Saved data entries
[Start of Attachment]
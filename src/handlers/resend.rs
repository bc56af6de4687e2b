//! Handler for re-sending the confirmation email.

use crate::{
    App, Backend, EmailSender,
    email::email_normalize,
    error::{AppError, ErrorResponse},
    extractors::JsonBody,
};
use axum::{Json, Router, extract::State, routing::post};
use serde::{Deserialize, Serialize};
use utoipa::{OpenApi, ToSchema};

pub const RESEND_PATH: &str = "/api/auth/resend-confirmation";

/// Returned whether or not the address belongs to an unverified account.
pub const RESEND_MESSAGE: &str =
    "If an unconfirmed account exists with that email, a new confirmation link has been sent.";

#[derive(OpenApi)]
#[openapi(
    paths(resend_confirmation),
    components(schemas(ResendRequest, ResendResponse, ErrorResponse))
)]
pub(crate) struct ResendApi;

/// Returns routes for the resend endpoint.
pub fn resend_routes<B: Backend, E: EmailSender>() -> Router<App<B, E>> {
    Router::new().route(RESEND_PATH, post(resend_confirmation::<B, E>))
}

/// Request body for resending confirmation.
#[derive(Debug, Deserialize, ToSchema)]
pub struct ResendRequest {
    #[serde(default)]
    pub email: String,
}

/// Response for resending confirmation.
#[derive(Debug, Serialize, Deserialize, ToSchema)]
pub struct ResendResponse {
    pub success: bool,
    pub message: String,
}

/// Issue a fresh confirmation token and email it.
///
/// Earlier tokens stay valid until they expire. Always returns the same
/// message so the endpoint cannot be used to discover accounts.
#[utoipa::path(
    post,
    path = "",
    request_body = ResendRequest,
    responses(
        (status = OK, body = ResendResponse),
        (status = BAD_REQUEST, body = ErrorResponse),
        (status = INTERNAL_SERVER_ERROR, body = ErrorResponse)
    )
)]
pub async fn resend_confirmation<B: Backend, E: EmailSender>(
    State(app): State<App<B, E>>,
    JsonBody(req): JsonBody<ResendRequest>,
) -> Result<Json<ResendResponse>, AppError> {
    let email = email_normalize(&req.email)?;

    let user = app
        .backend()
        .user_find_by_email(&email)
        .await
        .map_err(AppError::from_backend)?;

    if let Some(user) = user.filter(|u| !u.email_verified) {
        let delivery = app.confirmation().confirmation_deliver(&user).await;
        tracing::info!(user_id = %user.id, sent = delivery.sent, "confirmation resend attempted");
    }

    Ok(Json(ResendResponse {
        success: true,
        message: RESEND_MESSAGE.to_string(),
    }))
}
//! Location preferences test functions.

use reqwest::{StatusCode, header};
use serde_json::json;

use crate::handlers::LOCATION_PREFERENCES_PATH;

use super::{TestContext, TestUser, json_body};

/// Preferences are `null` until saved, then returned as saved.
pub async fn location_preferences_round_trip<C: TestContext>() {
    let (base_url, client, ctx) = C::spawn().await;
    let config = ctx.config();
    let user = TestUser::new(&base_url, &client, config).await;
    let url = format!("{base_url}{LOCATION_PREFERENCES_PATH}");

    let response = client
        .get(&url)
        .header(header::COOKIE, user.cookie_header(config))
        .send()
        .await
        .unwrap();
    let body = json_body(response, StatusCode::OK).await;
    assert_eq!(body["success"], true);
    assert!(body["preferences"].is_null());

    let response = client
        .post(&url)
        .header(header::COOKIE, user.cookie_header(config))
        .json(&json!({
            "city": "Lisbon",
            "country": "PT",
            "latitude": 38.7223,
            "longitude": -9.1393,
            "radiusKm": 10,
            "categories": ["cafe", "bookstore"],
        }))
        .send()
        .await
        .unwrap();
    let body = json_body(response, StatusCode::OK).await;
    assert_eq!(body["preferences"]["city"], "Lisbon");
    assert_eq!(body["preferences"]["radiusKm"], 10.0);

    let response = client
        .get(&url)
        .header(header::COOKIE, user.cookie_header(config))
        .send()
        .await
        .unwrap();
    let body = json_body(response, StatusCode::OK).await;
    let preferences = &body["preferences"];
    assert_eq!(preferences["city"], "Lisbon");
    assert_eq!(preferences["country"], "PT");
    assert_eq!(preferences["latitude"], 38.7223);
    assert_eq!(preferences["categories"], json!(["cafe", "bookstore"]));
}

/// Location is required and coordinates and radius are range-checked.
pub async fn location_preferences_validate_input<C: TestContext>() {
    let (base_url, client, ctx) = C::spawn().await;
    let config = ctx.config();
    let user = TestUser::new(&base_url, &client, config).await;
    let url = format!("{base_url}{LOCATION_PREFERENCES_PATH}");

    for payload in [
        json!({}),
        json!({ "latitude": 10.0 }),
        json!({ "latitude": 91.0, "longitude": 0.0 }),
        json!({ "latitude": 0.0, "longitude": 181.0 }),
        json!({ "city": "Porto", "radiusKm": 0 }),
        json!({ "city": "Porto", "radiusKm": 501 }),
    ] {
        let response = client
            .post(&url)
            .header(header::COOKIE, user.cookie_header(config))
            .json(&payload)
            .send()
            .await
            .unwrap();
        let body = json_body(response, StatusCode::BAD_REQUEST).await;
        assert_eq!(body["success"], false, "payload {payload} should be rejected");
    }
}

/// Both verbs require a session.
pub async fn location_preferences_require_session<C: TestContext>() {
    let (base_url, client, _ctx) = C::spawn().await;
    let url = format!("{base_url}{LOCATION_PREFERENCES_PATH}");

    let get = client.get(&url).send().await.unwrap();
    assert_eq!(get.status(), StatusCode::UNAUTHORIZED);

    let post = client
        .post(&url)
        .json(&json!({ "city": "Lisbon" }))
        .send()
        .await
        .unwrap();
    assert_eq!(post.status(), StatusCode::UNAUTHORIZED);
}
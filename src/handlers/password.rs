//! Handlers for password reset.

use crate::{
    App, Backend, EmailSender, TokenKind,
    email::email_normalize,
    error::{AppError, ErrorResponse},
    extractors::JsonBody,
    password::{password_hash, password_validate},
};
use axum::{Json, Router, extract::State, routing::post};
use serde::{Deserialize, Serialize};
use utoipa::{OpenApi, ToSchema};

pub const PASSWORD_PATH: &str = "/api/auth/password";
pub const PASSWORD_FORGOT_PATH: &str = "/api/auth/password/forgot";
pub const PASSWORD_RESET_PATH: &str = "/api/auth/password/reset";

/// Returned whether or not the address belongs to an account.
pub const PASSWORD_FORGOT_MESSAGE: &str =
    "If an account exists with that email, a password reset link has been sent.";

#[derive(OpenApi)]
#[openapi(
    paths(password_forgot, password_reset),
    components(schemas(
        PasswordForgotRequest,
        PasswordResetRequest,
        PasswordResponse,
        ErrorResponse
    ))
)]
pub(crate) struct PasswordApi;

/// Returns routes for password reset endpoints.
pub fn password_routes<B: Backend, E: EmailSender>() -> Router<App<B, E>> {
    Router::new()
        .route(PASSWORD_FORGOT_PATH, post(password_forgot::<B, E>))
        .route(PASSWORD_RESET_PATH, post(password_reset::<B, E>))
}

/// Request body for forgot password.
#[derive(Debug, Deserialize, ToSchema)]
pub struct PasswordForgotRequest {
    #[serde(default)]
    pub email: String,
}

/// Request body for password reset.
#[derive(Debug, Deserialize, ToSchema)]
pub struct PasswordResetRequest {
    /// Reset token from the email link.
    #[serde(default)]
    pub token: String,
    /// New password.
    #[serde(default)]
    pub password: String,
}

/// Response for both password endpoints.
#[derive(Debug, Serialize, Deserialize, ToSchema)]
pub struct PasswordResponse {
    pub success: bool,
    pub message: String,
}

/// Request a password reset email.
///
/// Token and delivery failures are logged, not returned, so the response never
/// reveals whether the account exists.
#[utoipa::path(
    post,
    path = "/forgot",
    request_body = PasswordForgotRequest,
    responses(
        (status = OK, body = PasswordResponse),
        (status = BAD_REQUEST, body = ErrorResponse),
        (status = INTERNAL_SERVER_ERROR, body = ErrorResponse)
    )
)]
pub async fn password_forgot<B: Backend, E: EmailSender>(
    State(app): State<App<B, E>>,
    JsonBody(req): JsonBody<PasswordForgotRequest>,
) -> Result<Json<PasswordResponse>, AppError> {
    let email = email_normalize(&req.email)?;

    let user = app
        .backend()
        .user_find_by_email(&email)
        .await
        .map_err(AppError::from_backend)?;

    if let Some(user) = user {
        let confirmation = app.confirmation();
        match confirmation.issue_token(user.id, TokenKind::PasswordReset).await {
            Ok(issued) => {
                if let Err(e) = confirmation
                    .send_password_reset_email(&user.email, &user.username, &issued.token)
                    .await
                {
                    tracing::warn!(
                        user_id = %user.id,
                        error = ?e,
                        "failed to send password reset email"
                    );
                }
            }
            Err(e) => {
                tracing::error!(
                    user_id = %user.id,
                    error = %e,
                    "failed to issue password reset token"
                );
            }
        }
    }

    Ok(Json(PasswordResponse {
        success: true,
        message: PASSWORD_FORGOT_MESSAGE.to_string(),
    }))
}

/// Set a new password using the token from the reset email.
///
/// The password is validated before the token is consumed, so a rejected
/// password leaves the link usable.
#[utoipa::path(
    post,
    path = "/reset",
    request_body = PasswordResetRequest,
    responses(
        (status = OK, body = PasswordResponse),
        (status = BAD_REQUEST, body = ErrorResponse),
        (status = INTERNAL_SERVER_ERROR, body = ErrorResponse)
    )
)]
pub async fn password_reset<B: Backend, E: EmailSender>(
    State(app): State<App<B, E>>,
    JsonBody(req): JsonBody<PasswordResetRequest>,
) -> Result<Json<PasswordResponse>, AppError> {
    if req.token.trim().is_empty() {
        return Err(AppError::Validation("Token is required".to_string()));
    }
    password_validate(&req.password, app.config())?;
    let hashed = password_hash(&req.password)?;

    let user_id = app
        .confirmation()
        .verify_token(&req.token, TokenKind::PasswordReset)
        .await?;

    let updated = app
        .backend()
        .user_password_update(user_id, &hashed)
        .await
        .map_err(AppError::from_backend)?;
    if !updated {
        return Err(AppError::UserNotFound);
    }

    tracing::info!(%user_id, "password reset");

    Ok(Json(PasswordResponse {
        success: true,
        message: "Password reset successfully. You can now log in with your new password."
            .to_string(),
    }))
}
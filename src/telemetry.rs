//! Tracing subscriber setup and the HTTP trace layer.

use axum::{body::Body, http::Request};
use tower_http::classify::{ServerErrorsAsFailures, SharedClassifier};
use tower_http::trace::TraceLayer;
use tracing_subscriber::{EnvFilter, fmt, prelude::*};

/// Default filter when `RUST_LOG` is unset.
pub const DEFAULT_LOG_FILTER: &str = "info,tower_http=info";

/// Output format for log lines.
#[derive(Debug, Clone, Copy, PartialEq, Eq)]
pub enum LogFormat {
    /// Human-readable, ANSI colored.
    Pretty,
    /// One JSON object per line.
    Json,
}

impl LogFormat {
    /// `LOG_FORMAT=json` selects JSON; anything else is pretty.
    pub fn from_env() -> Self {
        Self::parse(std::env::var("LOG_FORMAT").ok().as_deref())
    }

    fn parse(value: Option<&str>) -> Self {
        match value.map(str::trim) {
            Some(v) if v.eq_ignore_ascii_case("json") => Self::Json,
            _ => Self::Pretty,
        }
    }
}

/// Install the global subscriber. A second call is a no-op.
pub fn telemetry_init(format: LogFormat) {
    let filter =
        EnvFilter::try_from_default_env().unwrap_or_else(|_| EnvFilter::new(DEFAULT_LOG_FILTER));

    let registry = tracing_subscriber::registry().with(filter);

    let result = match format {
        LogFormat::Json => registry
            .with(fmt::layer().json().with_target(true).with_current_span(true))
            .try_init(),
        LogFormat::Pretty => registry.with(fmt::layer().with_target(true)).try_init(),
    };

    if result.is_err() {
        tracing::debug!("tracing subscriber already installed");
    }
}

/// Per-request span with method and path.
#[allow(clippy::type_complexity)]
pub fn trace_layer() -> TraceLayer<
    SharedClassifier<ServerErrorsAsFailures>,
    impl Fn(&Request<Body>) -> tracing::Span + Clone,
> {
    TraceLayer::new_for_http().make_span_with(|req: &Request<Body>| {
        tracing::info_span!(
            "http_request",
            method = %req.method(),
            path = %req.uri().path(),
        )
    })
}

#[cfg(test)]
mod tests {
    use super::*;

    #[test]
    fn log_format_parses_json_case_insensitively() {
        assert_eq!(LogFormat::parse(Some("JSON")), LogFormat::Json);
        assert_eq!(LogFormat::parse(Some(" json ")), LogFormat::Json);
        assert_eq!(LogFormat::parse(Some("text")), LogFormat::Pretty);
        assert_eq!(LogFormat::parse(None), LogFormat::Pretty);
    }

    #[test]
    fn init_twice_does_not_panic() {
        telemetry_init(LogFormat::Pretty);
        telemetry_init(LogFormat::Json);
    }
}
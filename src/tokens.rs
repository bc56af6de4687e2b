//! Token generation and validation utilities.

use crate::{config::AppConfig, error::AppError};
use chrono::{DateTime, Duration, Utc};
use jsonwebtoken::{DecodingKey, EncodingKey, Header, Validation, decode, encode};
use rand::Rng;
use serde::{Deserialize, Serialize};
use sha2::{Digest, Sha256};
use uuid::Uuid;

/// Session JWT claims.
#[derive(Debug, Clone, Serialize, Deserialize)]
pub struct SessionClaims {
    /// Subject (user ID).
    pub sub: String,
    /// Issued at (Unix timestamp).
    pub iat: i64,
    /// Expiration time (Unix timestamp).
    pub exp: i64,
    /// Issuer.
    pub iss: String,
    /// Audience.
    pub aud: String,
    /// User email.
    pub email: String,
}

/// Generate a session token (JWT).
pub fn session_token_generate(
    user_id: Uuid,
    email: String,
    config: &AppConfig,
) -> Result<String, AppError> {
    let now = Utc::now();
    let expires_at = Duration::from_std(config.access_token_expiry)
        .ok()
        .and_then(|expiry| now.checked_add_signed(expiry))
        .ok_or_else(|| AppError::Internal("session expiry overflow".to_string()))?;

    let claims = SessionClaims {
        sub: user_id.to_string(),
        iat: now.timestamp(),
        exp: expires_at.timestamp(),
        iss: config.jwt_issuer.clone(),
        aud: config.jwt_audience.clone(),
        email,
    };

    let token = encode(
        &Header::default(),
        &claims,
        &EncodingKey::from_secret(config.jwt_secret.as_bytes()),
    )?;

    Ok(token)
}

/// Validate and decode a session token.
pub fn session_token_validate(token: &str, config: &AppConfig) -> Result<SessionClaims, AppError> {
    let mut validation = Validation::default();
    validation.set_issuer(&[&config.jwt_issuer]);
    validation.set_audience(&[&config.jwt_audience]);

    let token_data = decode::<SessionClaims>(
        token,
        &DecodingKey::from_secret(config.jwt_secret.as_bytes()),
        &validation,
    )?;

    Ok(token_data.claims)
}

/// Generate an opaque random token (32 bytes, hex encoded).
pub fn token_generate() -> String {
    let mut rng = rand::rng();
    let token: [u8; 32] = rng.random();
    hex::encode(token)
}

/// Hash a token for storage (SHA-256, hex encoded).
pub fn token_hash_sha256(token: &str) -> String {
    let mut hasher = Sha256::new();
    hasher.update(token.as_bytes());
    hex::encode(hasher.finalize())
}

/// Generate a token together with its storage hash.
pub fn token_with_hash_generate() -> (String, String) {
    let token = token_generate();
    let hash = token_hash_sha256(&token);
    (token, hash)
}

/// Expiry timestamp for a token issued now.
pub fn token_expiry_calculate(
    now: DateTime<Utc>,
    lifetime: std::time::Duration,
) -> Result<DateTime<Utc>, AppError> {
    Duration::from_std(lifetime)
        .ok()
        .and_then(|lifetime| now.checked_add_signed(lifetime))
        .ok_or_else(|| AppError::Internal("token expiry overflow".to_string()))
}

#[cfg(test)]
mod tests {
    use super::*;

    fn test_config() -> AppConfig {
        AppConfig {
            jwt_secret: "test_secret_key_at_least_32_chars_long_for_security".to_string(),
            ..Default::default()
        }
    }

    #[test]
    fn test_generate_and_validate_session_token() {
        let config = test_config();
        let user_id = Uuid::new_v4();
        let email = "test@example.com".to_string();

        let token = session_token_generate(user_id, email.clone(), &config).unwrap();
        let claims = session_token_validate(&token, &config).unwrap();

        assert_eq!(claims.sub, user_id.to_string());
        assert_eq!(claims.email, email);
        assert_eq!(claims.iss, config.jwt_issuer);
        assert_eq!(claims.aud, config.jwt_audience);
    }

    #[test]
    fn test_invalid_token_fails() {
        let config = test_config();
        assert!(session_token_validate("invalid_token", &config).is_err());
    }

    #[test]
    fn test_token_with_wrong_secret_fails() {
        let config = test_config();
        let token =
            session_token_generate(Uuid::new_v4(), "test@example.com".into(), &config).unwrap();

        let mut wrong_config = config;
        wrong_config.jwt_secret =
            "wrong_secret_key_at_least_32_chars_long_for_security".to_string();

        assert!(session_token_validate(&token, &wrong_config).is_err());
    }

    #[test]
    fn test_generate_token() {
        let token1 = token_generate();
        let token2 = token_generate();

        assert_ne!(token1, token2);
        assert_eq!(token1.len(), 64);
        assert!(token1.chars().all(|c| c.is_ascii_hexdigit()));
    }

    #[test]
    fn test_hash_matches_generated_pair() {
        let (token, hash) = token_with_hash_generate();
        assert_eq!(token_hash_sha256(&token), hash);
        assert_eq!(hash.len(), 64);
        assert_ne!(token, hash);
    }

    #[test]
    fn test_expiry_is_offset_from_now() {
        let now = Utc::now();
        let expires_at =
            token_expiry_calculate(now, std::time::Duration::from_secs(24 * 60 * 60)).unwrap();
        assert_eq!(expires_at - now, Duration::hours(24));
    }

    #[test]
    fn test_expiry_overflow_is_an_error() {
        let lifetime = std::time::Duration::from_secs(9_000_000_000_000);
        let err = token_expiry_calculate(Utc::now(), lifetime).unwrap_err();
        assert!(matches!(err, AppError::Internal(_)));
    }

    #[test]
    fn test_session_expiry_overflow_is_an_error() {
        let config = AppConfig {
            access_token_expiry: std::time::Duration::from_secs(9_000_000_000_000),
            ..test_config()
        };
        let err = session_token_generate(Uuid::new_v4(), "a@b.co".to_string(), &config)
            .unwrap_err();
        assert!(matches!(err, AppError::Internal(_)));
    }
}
[End of Attachment]
* _Activity_: Look through the data above for lines holding the word "resending". State how many there are and nothing else.

* _Problem solution_: 2